* EXERCISE BRIEF *
Locate each line with the string "join" in the listing below and copy it.

* EXERCISE INPUT *
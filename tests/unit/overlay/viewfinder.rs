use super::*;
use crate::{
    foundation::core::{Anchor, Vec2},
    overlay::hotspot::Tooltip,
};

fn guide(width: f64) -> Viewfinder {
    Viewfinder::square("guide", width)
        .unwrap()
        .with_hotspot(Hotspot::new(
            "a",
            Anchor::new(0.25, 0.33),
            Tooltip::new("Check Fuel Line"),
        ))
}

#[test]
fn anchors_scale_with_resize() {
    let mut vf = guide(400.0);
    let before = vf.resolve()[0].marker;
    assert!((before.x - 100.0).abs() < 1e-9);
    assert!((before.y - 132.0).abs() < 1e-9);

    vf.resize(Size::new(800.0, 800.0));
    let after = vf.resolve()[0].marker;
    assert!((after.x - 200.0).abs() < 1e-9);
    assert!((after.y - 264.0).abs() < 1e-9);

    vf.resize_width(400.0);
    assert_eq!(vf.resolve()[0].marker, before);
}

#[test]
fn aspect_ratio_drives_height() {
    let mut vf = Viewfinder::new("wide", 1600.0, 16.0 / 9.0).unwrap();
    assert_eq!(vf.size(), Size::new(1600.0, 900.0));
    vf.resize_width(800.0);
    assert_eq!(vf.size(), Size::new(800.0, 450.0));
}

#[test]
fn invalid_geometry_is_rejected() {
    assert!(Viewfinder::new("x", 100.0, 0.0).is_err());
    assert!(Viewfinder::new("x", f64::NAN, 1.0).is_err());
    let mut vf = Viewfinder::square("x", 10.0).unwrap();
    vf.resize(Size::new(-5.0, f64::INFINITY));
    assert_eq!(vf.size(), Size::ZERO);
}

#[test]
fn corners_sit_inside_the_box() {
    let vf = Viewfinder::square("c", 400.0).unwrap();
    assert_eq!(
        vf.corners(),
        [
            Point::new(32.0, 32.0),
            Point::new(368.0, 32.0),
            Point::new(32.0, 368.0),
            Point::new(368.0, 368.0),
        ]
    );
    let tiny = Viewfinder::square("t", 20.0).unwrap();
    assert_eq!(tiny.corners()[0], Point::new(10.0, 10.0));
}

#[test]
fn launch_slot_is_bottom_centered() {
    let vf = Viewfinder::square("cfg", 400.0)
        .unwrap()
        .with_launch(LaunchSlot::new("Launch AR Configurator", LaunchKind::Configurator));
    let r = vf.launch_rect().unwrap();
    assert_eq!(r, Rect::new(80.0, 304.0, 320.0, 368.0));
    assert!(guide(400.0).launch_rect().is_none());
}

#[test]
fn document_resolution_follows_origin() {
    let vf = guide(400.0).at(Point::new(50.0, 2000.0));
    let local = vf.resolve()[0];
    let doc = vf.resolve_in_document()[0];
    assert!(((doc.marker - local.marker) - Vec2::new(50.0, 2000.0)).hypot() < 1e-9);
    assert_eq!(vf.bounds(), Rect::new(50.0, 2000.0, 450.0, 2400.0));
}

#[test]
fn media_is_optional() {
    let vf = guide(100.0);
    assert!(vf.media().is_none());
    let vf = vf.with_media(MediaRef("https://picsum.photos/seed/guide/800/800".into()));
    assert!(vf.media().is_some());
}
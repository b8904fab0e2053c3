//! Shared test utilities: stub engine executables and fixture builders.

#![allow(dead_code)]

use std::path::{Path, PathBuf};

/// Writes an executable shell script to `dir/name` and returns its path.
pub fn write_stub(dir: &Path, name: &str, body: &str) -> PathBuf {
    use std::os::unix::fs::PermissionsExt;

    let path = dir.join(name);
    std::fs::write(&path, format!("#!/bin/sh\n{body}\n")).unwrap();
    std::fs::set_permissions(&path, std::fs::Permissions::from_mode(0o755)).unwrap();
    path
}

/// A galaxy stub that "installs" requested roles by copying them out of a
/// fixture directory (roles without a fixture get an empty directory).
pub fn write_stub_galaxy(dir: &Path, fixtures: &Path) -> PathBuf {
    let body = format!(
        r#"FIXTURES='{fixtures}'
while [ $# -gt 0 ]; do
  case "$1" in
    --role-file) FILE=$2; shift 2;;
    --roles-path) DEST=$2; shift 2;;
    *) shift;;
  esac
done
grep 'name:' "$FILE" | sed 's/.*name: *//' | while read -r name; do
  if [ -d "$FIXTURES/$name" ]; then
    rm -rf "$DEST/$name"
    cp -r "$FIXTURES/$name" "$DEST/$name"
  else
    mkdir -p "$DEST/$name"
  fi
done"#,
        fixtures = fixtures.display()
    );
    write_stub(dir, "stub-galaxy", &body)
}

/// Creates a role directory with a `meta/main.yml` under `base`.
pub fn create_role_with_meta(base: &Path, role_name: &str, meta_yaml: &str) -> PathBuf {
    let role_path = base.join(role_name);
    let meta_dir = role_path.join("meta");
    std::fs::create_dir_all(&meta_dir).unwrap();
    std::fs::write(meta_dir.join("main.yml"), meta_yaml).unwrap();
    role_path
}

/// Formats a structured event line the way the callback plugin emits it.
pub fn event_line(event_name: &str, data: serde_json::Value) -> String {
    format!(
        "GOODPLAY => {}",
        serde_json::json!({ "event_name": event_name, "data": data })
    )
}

* YOUR RESPONSE *
    let path = dir.join(name);
    let role_path = base.join(role_name);
    let meta_dir = role_path.join("meta");
    std::fs::write(meta_dir.join("main.yml"), meta_yaml).unwrap();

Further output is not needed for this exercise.